Non-Steroidal Anti-Inflammatory Drugs Change Various Inflammatory Mediator-Related Gene Expression In Abeta1-42 Activated Mouse Microglial Cell.
- Author:
Young Sook CHOI
1
;
Sang Ho KIM
Author Information
1. Department of Pathology, The Catholic University of Korea, College of Medicine, Seoul, Korea. complt@catholic.ac.kr
- Publication Type:Original Article
- Keywords:
Alzheimer's disease;
NSAIDs;
CCL7 chemokine;
CXCL2 protein;
beta-Secretase
- MeSH:
Alzheimer Disease;
Amyloid Precursor Protein Secretases;
Animals;
Anti-Inflammatory Agents, Non-Steroidal;
Cell Line;
Chemokine CCL7;
Cytokines;
Gene Expression*;
Mice*;
Microglia;
RNA, Messenger
- From:Journal of the Korean Geriatrics Society
2007;11(3):130-138
- CountryRepublic of Korea
- Language:Korean
-
Abstract:
BACKGROUND: We investigated whether non-steroidal anti-inflammatory drugs(NSAIDs) could influence the expression of a few inflammatory mediator-related genes in amyloid-beta1-42(Abeta42)-activated microglia. METHODS: BV-2 cells, a murine microglial cell line, were pretreated with a single dose of 20microM of aggregated Abeta42 for 18 hours followed by incubation with ibuprofen(100microM), indomethacin(150microM) or ketorolac(10nM) for 24 hours. Expression of mRNAs for CCL7(beta-chemokine), CXCL2(alpha-chemokine), CCR7(beta-chemokine receptor), interleukin(IL)-1alpha, matrix metalloproteinase(MMP)-3, beta-secretase(BACE1) and cyclooxygenase(COX)-2 gene were measured with quantitative realtime reverse transcriptase(RT)-PCR. RESULTS: Abeta42 increased expression of mRNAs for CCL7, CXCL2, CCR7, IL-1alpha, MMP-3, BACE1 and COX-2 genes.

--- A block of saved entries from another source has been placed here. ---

//! Dining philosophers resource-ordering protocol.
//!
//! The classic deadlock-free formulation: a single table lock, a condition
//! variable per seat, and a grant predicate checked against the full state
//! vector. A philosopher transitions `Thinking -> Hungry -> Eating ->
//! Thinking`; eating is granted only when neither neighbor is eating, so no
//! seat ever holds one fork while waiting for the other.

mod error;
mod table;

pub use error::{TableError, TableResult};
pub use table::{DiningTable, PhilosopherState};

use serde::Serialize;

/// Snapshot of per-seat dining statistics.
#[derive(Debug, Clone, Default, Serialize)]
pub struct TableStats {
    /// Number of seats.
    pub seats: usize,
    /// Meals eaten per seat.
    pub meals: Vec<u64>,
    /// Running mean wait before eating per seat, in seconds.
    pub avg_wait_secs: Vec<f64>,
    /// Meals per minute per seat, over the table lifetime.
    pub meals_per_min: Vec<f64>,
    /// Seconds since the table was constructed.
    pub elapsed_secs: f64,
}

#[cfg(test)]
mod tests {
    use super::*;

    #[test]
    fn test_stats_serialize() {
        let stats = TableStats {
            seats: 5,
            meals: vec![3, 3, 3, 3, 3],
            ..Default::default()
        };
        let json = serde_json::to_value(&stats).unwrap();
        assert_eq!(json["seats"], 5);
        assert_eq!(json["meals"][4], 3);
    }
}
//! Logging configuration.

use super::parse::env_bool;
use super::ConfigError;

/// Logging configuration loaded from environment.
#[derive(Clone, Debug)]
pub struct LoggingConfig {
    /// Log level filter (from LOG_LEVEL or RUST_LOG).
    pub filter: String,
    /// Emit JSON-formatted log lines instead of the plain format.
    pub json: bool,
}

impl LoggingConfig {
    /// Load configuration from environment variables.
    ///
    /// Priority: LOG_LEVEL > RUST_LOG > default
    ///
    /// LOG_LEVEL accepts simple values: trace, debug, info, warn, error
    /// RUST_LOG accepts full tracing filter syntax: conclave=debug
    pub fn from_env() -> Result<Self, ConfigError> {
        Ok(Self {
            filter: Self::resolve_log_filter(),
            json: env_bool("LOG_JSON", false),
        })
    }

    /// Resolve log filter from environment.
    fn resolve_log_filter() -> String {
        // 1. Check LOG_LEVEL first (simple: debug, info, warn, error)
        if let Ok(level) = std::env::var("LOG_LEVEL") {
            let level = level.to_lowercase();
            match level.as_str() {
                "trace" | "debug" | "info" | "warn" | "error" => {
                    return format!("conclave={}", level);
                }
                _ => {
                    eprintln!(
                        "Warning: Invalid LOG_LEVEL '{}', expected: trace, debug, info, warn, error",
                        level
                    );
                }
            }
        }

        // 2. Check RUST_LOG (full tracing filter syntax)
        if let Ok(filter) = std::env::var("RUST_LOG") {
            return filter;
        }

        // 3. Default
        "conclave=info".to_string()
    }
}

Administration of each NSAIDs effectively lowered the expression of these genes in Abeta42-activated microglia. CONCLUSION: NSAIDs inhibit increased expression of a few cytokines, chemokine receptor and inflammatory mediatorrelated protease genes in Abeta42-activated microglia. These data demonstrate a possible mechanism how NSAIDS may decrease the risk and delay the onset of chronic neuroinflammatory process in AD.